Argumento de que governador tem até fim do ano para executar emendas é “enrolamento”

O deputado Serafim Corrêa (PSB) afirmou que o argumento utilizado pela base governista da Assembleia Legislativa do Amazonas (Aleam), de que Amazonino Mendes (PDT), tem até o dia 31 de dezembro para executar as emendas impositivas feitas pelos deputados da Casa Legislativa é “enrolamento”.

“Ele (Amazonino) está entendendo que se liberar a emenda, por exemplo, da FCecon, as pessoas que vão receber o tratamento de quimioterapia vão se lembrar de serem gratas a mim, e não é isso. Eu não estou trocando emendas por votos, quem está fazendo isso é o Governo do Estado, que aliás está distribuindo R$ 85 milhões em implementos agrícolas às vésperas da eleição. E isso não é propaganda eleitoral? O MP-AM está entendendo que é e que isso dá até cassação de mandato”, destacou Serafim.

O parlamentar declarou apoiou a decisão da presidência da Assembleia Legislativa de ingressar com uma ação na Justiça estadual para obrigar Amazonino Mendes a executar as emendas impositivas feitas pelos 24 deputados.

“Esse é o caminho correto, afinal de contas o governador quando tomou posse jurou cumprir à Constituição e a previsão de execução das emendas está na Constituição. Portanto, as emendas impositivas não são favor dos deputados e sim uma imposição da Constituição em favor da cidadania”, avaliou o deputado.

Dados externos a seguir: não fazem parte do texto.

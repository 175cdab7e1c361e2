//! PNG output rasterized from rendered SVG.

use std::{fs, path::Path};

use log::{debug, info};
use thiserror::Error;

use super::{Exporter, svg::Svg};
use crate::layout::Scene;

#[derive(Debug, Error)]
pub enum RasterError {
    #[error("PNG scale must be a positive number, got {0}")]
    InvalidScale(f32),
    #[error("failed to parse SVG: {0}")]
    SvgParse(String),
    #[error("failed to allocate a {width}x{height} pixmap")]
    PixmapAlloc { width: u32, height: u32 },
    #[error("failed to encode PNG: {0}")]
    PngEncode(String),
}

/// Rasterizes an SVG document to PNG bytes, `scale` pixels per SVG unit.
///
/// # Errors
///
/// Returns a [`RasterError`] if `scale` is not a positive finite number, the
/// SVG does not parse, the pixmap cannot be allocated or encoding fails.
pub fn svg_to_png(svg: &str, scale: f32) -> Result<Vec<u8>, RasterError> {
    if !scale.is_finite() || scale <= 0.0 {
        return Err(RasterError::InvalidScale(scale));
    }

    let mut options = usvg::Options::default();
    options.fontdb_mut().load_system_fonts();

    let tree =
        usvg::Tree::from_str(svg, &options).map_err(|err| RasterError::SvgParse(err.to_string()))?;

    let size = tree.size();
    let width = (size.width() * scale).ceil().max(1.0) as u32;
    let height = (size.height() * scale).ceil().max(1.0) as u32;
    debug!(width, height; "Allocating pixmap");

    let mut pixmap =
        tiny_skia::Pixmap::new(width, height).ok_or(RasterError::PixmapAlloc { width, height })?;
    resvg::render(
        &tree,
        tiny_skia::Transform::from_scale(scale, scale),
        &mut pixmap.as_mut(),
    );

    pixmap
        .encode_png()
        .map_err(|err| RasterError::PngEncode(err.to_string()))
}

/// PNG exporter wrapping the SVG renderer.
#[derive(Debug)]
pub struct Png {
    svg: Svg,
    scale: f32,
}

impl Png {
    pub fn new(svg: Svg, scale: f32) -> Self {
        Self { svg, scale }
    }

    /// Renders a scene to PNG bytes.
    ///
    /// # Errors
    ///
    /// Returns [`RasterError`] when rasterization fails.
    pub fn render_scene(&mut self, scene: &Scene) -> Result<Vec<u8>, RasterError> {
        let document = self.svg.render_scene(scene);
        svg_to_png(&document.to_string(), self.scale)
    }
}

impl Exporter for Png {
    fn export_scene(&mut self, scene: &Scene, path: &Path) -> Result<(), super::Error> {
        let bytes = self.render_scene(scene)?;
        info!(path:? = path, bytes = bytes.len(); "Writing PNG file");
        fs::write(path, bytes)?;
        Ok(())
    }
}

O líder do PSB na Aleam, lembra que a decisão é de competência do judiciário, mas que a expectativa é de que haverá uma decisão favorável à Aleam. “Porque, se for outro o entendimento, então também não vai mais valer as emendas impositivas dos deputados federais. As minhas emendas são todas destinadas a coisas como, aquisição de remédios para a FCecon, e na hora que o governador diz que não vai cumprir ele está dizendo que quer que as pessoas que precisam de quimioterapia, morram”, classificou o parlamentar.